Data shown -

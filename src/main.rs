//! RCSPP Solver - Command Line Interface
//!
//! Fuel-constrained shortest paths with exact backtracking and Ant Colony Optimization.

use clap::{Parser, Subcommand, ValueEnum};
use rcspp_solver::benchmark::{load_instances_from_dir, Benchmark, BenchmarkConfig};
use rcspp_solver::exact::BacktrackingSolver;
use rcspp_solver::heuristics::aco::{AcoConfig, AntColonyOptimization};
use rcspp_solver::instance::ProblemInstance;
use rcspp_solver::solution::PathSolution;
use rcspp_solver::solver::Solver;

use std::path::{Path, PathBuf};

#[derive(Parser)]
#[command(name = "rcspp-solver")]
#[command(author = "M2 AI2D Student")]
#[command(version = "1.0")]
#[command(about = "Fuel-constrained shortest path solver (exact backtracking and ACO)")]
struct Cli {
    #[command(subcommand)]
    command: Commands,
}

/// ACO parameters shared by several subcommands
#[derive(clap::Args, Debug, Clone)]
struct AcoArgs {
    /// Ants per iteration
    #[arg(long, default_value = "20")]
    ants: usize,

    /// Number of iterations
    #[arg(long, default_value = "100")]
    iterations: usize,

    /// Pheromone exponent
    #[arg(long, default_value = "1.0")]
    alpha: f64,

    /// Heuristic (1 / time) exponent
    #[arg(long, default_value = "2.0")]
    beta: f64,

    /// Fraction of trail lost per iteration
    #[arg(long, default_value = "0.5")]
    evaporation_rate: f64,

    /// Pheromone deposit numerator
    #[arg(long, default_value = "100.0")]
    deposit_scale: f64,

    /// Time limit in seconds for one ACO run
    #[arg(short, long)]
    time_limit: Option<f64>,

    /// Build ants in parallel
    #[arg(long)]
    parallel: bool,
}

impl AcoArgs {
    fn to_config(&self, seed: u64) -> AcoConfig {
        AcoConfig {
            ant_count: self.ants,
            iteration_count: self.iterations,
            alpha: self.alpha,
            beta: self.beta,
            evaporation_rate: self.evaporation_rate,
            deposit_scale: self.deposit_scale,
            seed,
            parallel: self.parallel,
            time_limit: self.time_limit,
        }
    }
}

#[derive(Subcommand)]
enum Commands {
    /// Solve an instance
    Solve {
        /// Path to the JSON instance file
        #[arg(short, long)]
        instance: PathBuf,

        /// Algorithm to use
        #[arg(short, long, value_enum, default_value = "both")]
        algorithm: Algorithm,

        #[command(flatten)]
        aco: AcoArgs,

        /// Random seed
        #[arg(short, long, default_value = "42")]
        seed: u64,

        /// Output solutions to a JSON file
        #[arg(short, long)]
        output: Option<PathBuf>,

        /// Verbose output
        #[arg(short, long)]
        verbose: bool,
    },

    /// Compare exact search and ACO on an instance
    Compare {
        /// Path to the JSON instance file
        #[arg(short, long)]
        instance: PathBuf,

        /// Number of ACO runs (seeds 0..runs)
        #[arg(short, long, default_value = "10")]
        runs: usize,

        #[command(flatten)]
        aco: AcoArgs,

        /// Output CSV file
        #[arg(short, long)]
        output: Option<PathBuf>,
    },

    /// Run benchmarks on a directory of instances
    Benchmark {
        /// Directory containing JSON instance files
        #[arg(short, long)]
        dir: PathBuf,

        /// Output directory for results
        #[arg(short, long, default_value = "results")]
        output: PathBuf,

        /// Number of ACO runs per instance
        #[arg(short, long, default_value = "5")]
        runs: usize,

        #[command(flatten)]
        aco: AcoArgs,

        /// Skip the exact solver
        #[arg(long)]
        no_exact: bool,

        /// Maximum number of nodes
        #[arg(long)]
        max_size: Option<usize>,
    },

    /// Analyze an instance
    Analyze {
        /// Path to the JSON instance file
        #[arg(short, long)]
        instance: PathBuf,
    },

    /// Run both solvers on the built-in demo graph
    Demo {
        /// Random seed
        #[arg(short, long, default_value = "42")]
        seed: u64,
    },
}

#[derive(Copy, Clone, PartialEq, Eq, ValueEnum, Debug)]
enum Algorithm {
    /// Exact backtracking
    Exact,
    /// Ant Colony Optimization
    Aco,
    /// Both, for comparison
    Both,
}

fn main() {
    env_logger::init();

    let cli = Cli::parse();

    match cli.command {
        Commands::Solve { instance, algorithm, aco, seed, output, verbose } => {
            let instance = load_instance(&instance);
            solve_instance(&instance, algorithm, aco.to_config(seed), output, verbose);
        }

        Commands::Compare { instance, runs, aco, output } => {
            let instance = load_instance(&instance);
            compare_algorithms(&instance, runs, aco.to_config(0), output);
        }

        Commands::Benchmark { dir, output, runs, aco, no_exact, max_size } => {
            run_benchmark(&dir, &output, runs, aco.to_config(0), !no_exact, max_size);
        }

        Commands::Analyze { instance } => {
            let instance = load_instance(&instance);
            println!("========== Instance Analysis ==========\n");
            println!("{}", instance.statistics());
        }

        Commands::Demo { seed } => {
            let config = AcoConfig {
                ant_count: 10,
                iteration_count: 50,
                seed,
                ..Default::default()
            };
            solve_instance(&ProblemInstance::example(), Algorithm::Both, config, None, true);
        }
    }
}

fn load_instance(path: &Path) -> ProblemInstance {
    println!("Loading instance from {:?}...", path);

    match ProblemInstance::from_file(path) {
        Ok(instance) => instance,
        Err(e) => {
            eprintln!("Error loading instance: {}", e);
            std::process::exit(1);
        }
    }
}

fn build_aco(config: AcoConfig) -> AntColonyOptimization {
    match AntColonyOptimization::new(config) {
        Ok(aco) => aco,
        Err(e) => {
            eprintln!("Invalid ACO parameters: {}", e);
            std::process::exit(1);
        }
    }
}

fn solve_instance(
    instance: &ProblemInstance,
    algorithm: Algorithm,
    config: AcoConfig,
    output: Option<PathBuf>,
    verbose: bool,
) {
    if verbose {
        println!("{}", instance.statistics());
    }

    let mut solvers: Vec<Box<dyn Solver>> = Vec::new();
    if matches!(algorithm, Algorithm::Aco | Algorithm::Both) {
        solvers.push(Box::new(build_aco(config)));
    }
    if matches!(algorithm, Algorithm::Exact | Algorithm::Both) {
        solvers.push(Box::new(BacktrackingSolver::new()));
    }

    let mut solutions: Vec<PathSolution> = Vec::new();
    for solver in &solvers {
        println!("Solving with {}...", solver.name());
        let solution = solver.solve(instance);

        println!("\n========== Results ==========");
        println!("{}", solution);
        if verbose {
            println!("Feasible: {}", solution.is_feasible(instance));
        }
        solutions.push(solution);
    }

    if let [heuristic, exact] = solutions.as_slice() {
        if exact.has_path() && heuristic.has_path() {
            println!(
                "\nACO gap to optimum: {:.2}",
                heuristic.time_cost - exact.time_cost
            );
        }
    }

    if let Some(out_path) = output {
        let json = match serde_json::to_string_pretty(&solutions) {
            Ok(json) => json,
            Err(e) => {
                eprintln!("Failed to serialize solutions: {}", e);
                std::process::exit(1);
            }
        };
        if let Err(e) = std::fs::write(&out_path, json) {
            eprintln!("Failed to write output: {}", e);
            std::process::exit(1);
        }
        println!("\nSolutions saved to {:?}", out_path);
    }
}

fn compare_algorithms(instance: &ProblemInstance, runs: usize, aco: AcoConfig, output: Option<PathBuf>) {
    println!(
        "Comparing algorithms on {} ({} nodes, {} edges)...\n",
        instance.name(),
        instance.num_nodes(),
        instance.num_edges()
    );

    let config = BenchmarkConfig {
        num_runs: runs,
        aco,
        run_exact: true,
        show_progress: true,
    };
    let mut benchmark = Benchmark::new(config);

    if let Err(e) = benchmark.run_full_benchmark(instance) {
        eprintln!("Invalid ACO parameters: {}", e);
        std::process::exit(1);
    }

    println!("{}", benchmark.generate_report());

    if let Some(out_path) = output {
        if let Err(e) = benchmark.export_to_csv(&out_path) {
            eprintln!("Failed to write CSV: {}", e);
            std::process::exit(1);
        }
        println!("\nResults exported to {:?}", out_path);
    }
}

fn run_benchmark(
    dir: &Path,
    output: &Path,
    runs: usize,
    aco: AcoConfig,
    exact: bool,
    max_size: Option<usize>,
) {
    println!("Loading instances from {:?}...", dir);

    let mut instances = load_instances_from_dir(dir);

    if let Some(max) = max_size {
        instances.retain(|i| i.num_nodes() <= max);
    }

    println!("Found {} instances", instances.len());

    if instances.is_empty() {
        eprintln!("No instances found!");
        return;
    }

    if let Err(e) = std::fs::create_dir_all(output) {
        eprintln!("Failed to create output directory: {}", e);
        std::process::exit(1);
    }

    let config = BenchmarkConfig {
        num_runs: runs,
        aco,
        run_exact: exact,
        show_progress: true,
    };

    let mut benchmark = Benchmark::new(config);

    for (i, instance) in instances.iter().enumerate() {
        println!(
            "\n[{}/{}] Processing {} (n={})...",
            i + 1,
            instances.len(),
            instance.name(),
            instance.num_nodes()
        );

        if let Err(e) = benchmark.run_full_benchmark(instance) {
            eprintln!("Invalid ACO parameters: {}", e);
            std::process::exit(1);
        }
    }

    let results_path = output.join("results.csv");
    match benchmark.export_to_csv(&results_path) {
        Ok(()) => println!("\nResults exported to {:?}", results_path),
        Err(e) => eprintln!("Failed to export results: {}", e),
    }

    let stats_path = output.join("statistics.csv");
    match benchmark.export_statistics_csv(&stats_path) {
        Ok(()) => println!("Statistics exported to {:?}", stats_path),
        Err(e) => eprintln!("Failed to export statistics: {}", e),
    }

    let report = benchmark.generate_report();
    println!("\n{}", report);

    let report_path = output.join("report.txt");
    match std::fs::write(&report_path, &report) {
        Ok(()) => println!("Report saved to {:?}", report_path),
        Err(e) => eprintln!("Failed to save report: {}", e),
    }
}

What the task asks - Within the data above, the lines from the one with "if let [heuristic, exact]" to the one with "if let Err(e) = std::fs::write(&out_path, json)" must be repeated exactly; no other line belongs in the answer.

Reply -
    if let [heuristic, exact] = solutions.as_slice() {
        if exact.has_path() && heuristic.has_path() {
            println!(
                "\nACO gap to optimum: {:.2}",
                heuristic.time_cost - exact.time_cost
            );
        }
    }

    if let Some(out_path) = output {
        let json = match serde_json::to_string_pretty(&solutions) {
            Ok(json) => json,
            Err(e) => {
                eprintln!("Failed to serialize solutions: {}", e);
                std::process::exit(1);
            }
        };
        if let Err(e) = std::fs::write(&out_path, json) {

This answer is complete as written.